#### Activity
Give only the number of lines in the records below that contain the word "PatchId".
Records shown START
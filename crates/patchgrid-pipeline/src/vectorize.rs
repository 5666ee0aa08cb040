//! Raster-to-polygon conversion of labeled patches.
//!
//! Every side of a patch cell whose neighbour carries a different label is
//! a directed boundary edge between two cell-grid vertices, oriented so
//! that the patch lies on its left. Edges are then chained into closed
//! rings. Where two diagonal cells of the same patch meet at a vertex,
//! four boundary edges share it; the tracer always prefers the left turn,
//! which keeps the diagonal parts as separate rings touching at a corner.
//!
//! Only direction changes become vertices, so a ring follows the cell
//! edges exactly without any simplification. Outer rings come out
//! counter-clockwise and hole rings clockwise in world coordinates.
//!
//! A pair of diagonally adjacent background cells can still fuse an outer
//! ring with a hole ring at their shared vertex. Such rings are valid in
//! area and perimeter but not simple; the sanitizer splits them.
//!
//! This is step 3 in the pipeline.

use std::collections::{BTreeMap, HashMap};

use geo::Coord;
use rayon::prelude::*;

use crate::sanitize::assemble_rings;
use crate::types::{BACKGROUND, GeoTransform, LabelRaster, Patch, PatchId};

/// Cell-grid vertex as `(col, row)`.
type Vertex = (u32, u32);

/// Direction of a boundary edge in world space (north is up).
#[derive(Debug, Clone, Copy, PartialEq, Eq)]
enum Heading {
    East,
    North,
    West,
    South,
}

impl Heading {
    const fn left(self) -> Self {
        match self {
            Self::East => Self::North,
            Self::North => Self::West,
            Self::West => Self::South,
            Self::South => Self::East,
        }
    }

    const fn right(self) -> Self {
        match self {
            Self::East => Self::South,
            Self::North => Self::East,
            Self::West => Self::North,
            Self::South => Self::West,
        }
    }

    /// Vertex one step from `v` in this direction. Rows grow southward.
    const fn step(self, (col, row): Vertex) -> Vertex {
        match self {
            Self::East => (col + 1, row),
            Self::North => (col, row - 1),
            Self::West => (col - 1, row),
            Self::South => (col, row + 1),
        }
    }
}

#[derive(Debug, Clone, Copy)]
struct Edge {
    from: Vertex,
    heading: Heading,
}

impl Edge {
    const fn to(self) -> Vertex {
        self.heading.step(self.from)
    }
}

/// Convert every patch of a labeled raster into polygons.
///
/// Returns one [`Patch`] per distinct non-zero label, ordered by label.
#[must_use = "returns the vectorized patches"]
pub fn vectorize(labels: &LabelRaster) -> Vec<Patch> {
    let transform = *labels.transform();
    let groups: Vec<(PatchId, Vec<Edge>)> = boundary_edges(labels).into_iter().collect();

    let patches: Vec<Patch> = groups
        .into_par_iter()
        .map(|(id, edges)| {
            let rings = trace_rings(&edges)
                .into_iter()
                .map(|ring| to_world(&ring, &transform))
                .collect();
            Patch {
                id,
                geometry: assemble_rings(rings),
            }
        })
        .collect();

    tracing::debug!(patches = patches.len(), "vectorized patches");
    patches
}

/// Directed boundary edges of every patch, keyed by label.
fn boundary_edges(labels: &LabelRaster) -> BTreeMap<PatchId, Vec<Edge>> {
    let width = labels.width();
    let height = labels.height();
    let cells = labels.cells();
    let w = width as usize;

    let mut edges: BTreeMap<PatchId, Vec<Edge>> = BTreeMap::new();
    for row in 0..height {
        for col in 0..width {
            let i = row as usize * w + col as usize;
            let label = cells[i];
            if label == BACKGROUND {
                continue;
            }
            let above = row > 0 && cells[i - w] == label;
            let below = row + 1 < height && cells[i + w] == label;
            let left = col > 0 && cells[i - 1] == label;
            let right = col + 1 < width && cells[i + 1] == label;
            if above && below && left && right {
                continue;
            }

            let patch = edges.entry(label).or_default();
            if !below {
                patch.push(Edge {
                    from: (col, row + 1),
                    heading: Heading::East,
                });
            }
            if !right {
                patch.push(Edge {
                    from: (col + 1, row + 1),
                    heading: Heading::North,
                });
            }
            if !above {
                patch.push(Edge {
                    from: (col + 1, row),
                    heading: Heading::West,
                });
            }
            if !left {
                patch.push(Edge {
                    from: (col, row),
                    heading: Heading::South,
                });
            }
        }
    }
    edges
}

/// Chain one patch's edges into closed rings of corner vertices.
fn trace_rings(edges: &[Edge]) -> Vec<Vec<Vertex>> {
    let mut outgoing: HashMap<Vertex, Vec<usize>> = HashMap::with_capacity(edges.len());
    for (i, edge) in edges.iter().enumerate() {
        outgoing.entry(edge.from).or_default().push(i);
    }

    let next_edge = |edge: Edge| -> Option<usize> {
        let candidates = outgoing.get(&edge.to())?;
        [edge.heading.left(), edge.heading, edge.heading.right()]
            .into_iter()
            .find_map(|h| candidates.iter().copied().find(|&j| edges[j].heading == h))
    };

    let mut used = vec![false; edges.len()];
    let mut rings = Vec::new();
    for start in 0..edges.len() {
        if used[start] {
            continue;
        }
        let mut ring = Vec::new();
        let mut current = start;
        loop {
            used[current] = true;
            let edge = edges[current];
            let Some(next) = next_edge(edge) else {
                break;
            };
            if edges[next].heading != edge.heading {
                ring.push(edge.to());
            }
            if next == start || used[next] {
                break;
            }
            current = next;
        }
        rings.push(ring);
    }
    rings
}

fn to_world(ring: &[Vertex], transform: &GeoTransform) -> Vec<Coord<f64>> {
    ring.iter().map(|&(col, row)| transform.vertex(col, row)).collect()
}

#[cfg(test)]
#[allow(clippy::unwrap_used)]
mod tests {
    use geo::{Area, MultiPolygon};

    use super::*;
    use crate::metrics::{measure, signed_ring_area};
    use crate::types::{Dimensions, Raster};

    fn labels(rows: &[&[PatchId]], transform: GeoTransform) -> LabelRaster {
        let height = u32::try_from(rows.len()).unwrap();
        let width = u32::try_from(rows[0].len()).unwrap();
        let cells = rows.iter().flat_map(|r| r.iter().copied()).collect();
        Raster::new(Dimensions { width, height }, transform, cells).unwrap()
    }

    fn area(mp: &MultiPolygon<f64>) -> f64 {
        measure(mp).0
    }

    #[test]
    fn single_cell_is_a_square() {
        let t = GeoTransform::new(100.0, 200.0, 10.0, 10.0);
        let patches = vectorize(&labels(&[&[1]], t));
        assert_eq!(patches.len(), 1);
        let polygon = &patches[0].geometry.0[0];
        // Four corners plus the closing vertex.
        assert_eq!(polygon.exterior().0.len(), 5);
        assert!(signed_ring_area(&polygon.exterior().0) > 0.0);
        assert!((area(&patches[0].geometry) - 100.0).abs() < 1e-9);
    }

    #[test]
    fn l_shape_has_six_corners() {
        let t = GeoTransform::new(0.0, 40.0, 10.0, 10.0);
        let patches = vectorize(&labels(
            &[&[1, 0, 0, 0], &[1, 0, 0, 0], &[1, 0, 0, 0], &[1, 1, 0, 0]],
            t,
        ));
        assert_eq!(patches.len(), 1);
        let geometry = &patches[0].geometry;
        assert_eq!(geometry.0.len(), 1);
        assert_eq!(geometry.0[0].exterior().0.len(), 7);
        let (a, p) = measure(geometry);
        assert!((a - 500.0).abs() < 1e-9);
        assert!((p - 120.0).abs() < 1e-9);
        assert!((geometry.unsigned_area() - 500.0).abs() < 1e-9);
    }

    #[test]
    fn enclosed_background_becomes_hole() {
        let patches = vectorize(&labels(
            &[&[1, 1, 1], &[1, 0, 1], &[1, 1, 1]],
            GeoTransform::identity(),
        ));
        let geometry = &patches[0].geometry;
        assert_eq!(geometry.0.len(), 1);
        assert_eq!(geometry.0[0].interiors().len(), 1);
        assert!(signed_ring_area(&geometry.0[0].interiors()[0].0) < 0.0);
        let (a, p) = measure(geometry);
        assert!((a - 8.0).abs() < 1e-12);
        assert!((p - 16.0).abs() < 1e-12);
    }

    #[test]
    fn diagonal_cells_stay_separate_polygons() {
        let patches = vectorize(&labels(
            &[&[0, 1, 0], &[1, 0, 1], &[0, 1, 0]],
            GeoTransform::identity(),
        ));
        assert_eq!(patches.len(), 1);
        let geometry = &patches[0].geometry;
        assert_eq!(geometry.0.len(), 4);
        assert!(geometry.iter().all(|p| p.interiors().is_empty()));
        assert!((area(geometry) - 4.0).abs() < 1e-12);
    }

    #[test]
    fn diagonal_background_fuses_outline_and_hole() {
        let patches = vectorize(&labels(
            &[&[1, 1, 1], &[1, 0, 1], &[1, 1, 0]],
            GeoTransform::identity(),
        ));
        let (a, p) = measure(&patches[0].geometry);
        assert!((a - 7.0).abs() < 1e-12);
        assert!((p - 16.0).abs() < 1e-12);
    }

    #[test]
    fn patches_are_ordered_by_label() {
        let patches = vectorize(&labels(
            &[&[3, 0, 1], &[0, 0, 0], &[2, 0, 0]],
            GeoTransform::identity(),
        ));
        let ids: Vec<PatchId> = patches.iter().map(|p| p.id).collect();
        assert_eq!(ids, vec![1, 2, 3]);
    }

    #[test]
    fn touching_labels_share_boundary() {
        let patches = vectorize(&labels(&[&[1, 1, 2, 2]], GeoTransform::identity()));
        assert_eq!(patches.len(), 2);
        assert!((area(&patches[0].geometry) - 2.0).abs() < 1e-12);
        assert!((area(&patches[1].geometry) - 2.0).abs() < 1e-12);
    }

    #[test]
    fn full_raster_is_one_rectangle() {
        let rows: Vec<Vec<PatchId>> = vec![vec![1; 5]; 4];
        let refs: Vec<&[PatchId]> = rows.iter().map(Vec::as_slice).collect();
        let patches = vectorize(&labels(&refs, GeoTransform::new(0.0, 4.0, 1.0, 1.0)));
        let exterior = patches[0].geometry.0[0].exterior();
        assert_eq!(exterior.0.len(), 5);
        assert!((area(&patches[0].geometry) - 20.0).abs() < 1e-12);
    }

    #[test]
    fn all_background_yields_nothing() {
        assert!(vectorize(&labels(&[&[0, 0], &[0, 0]], GeoTransform::identity())).is_empty());
    }
}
Records shown END
#### Your response
8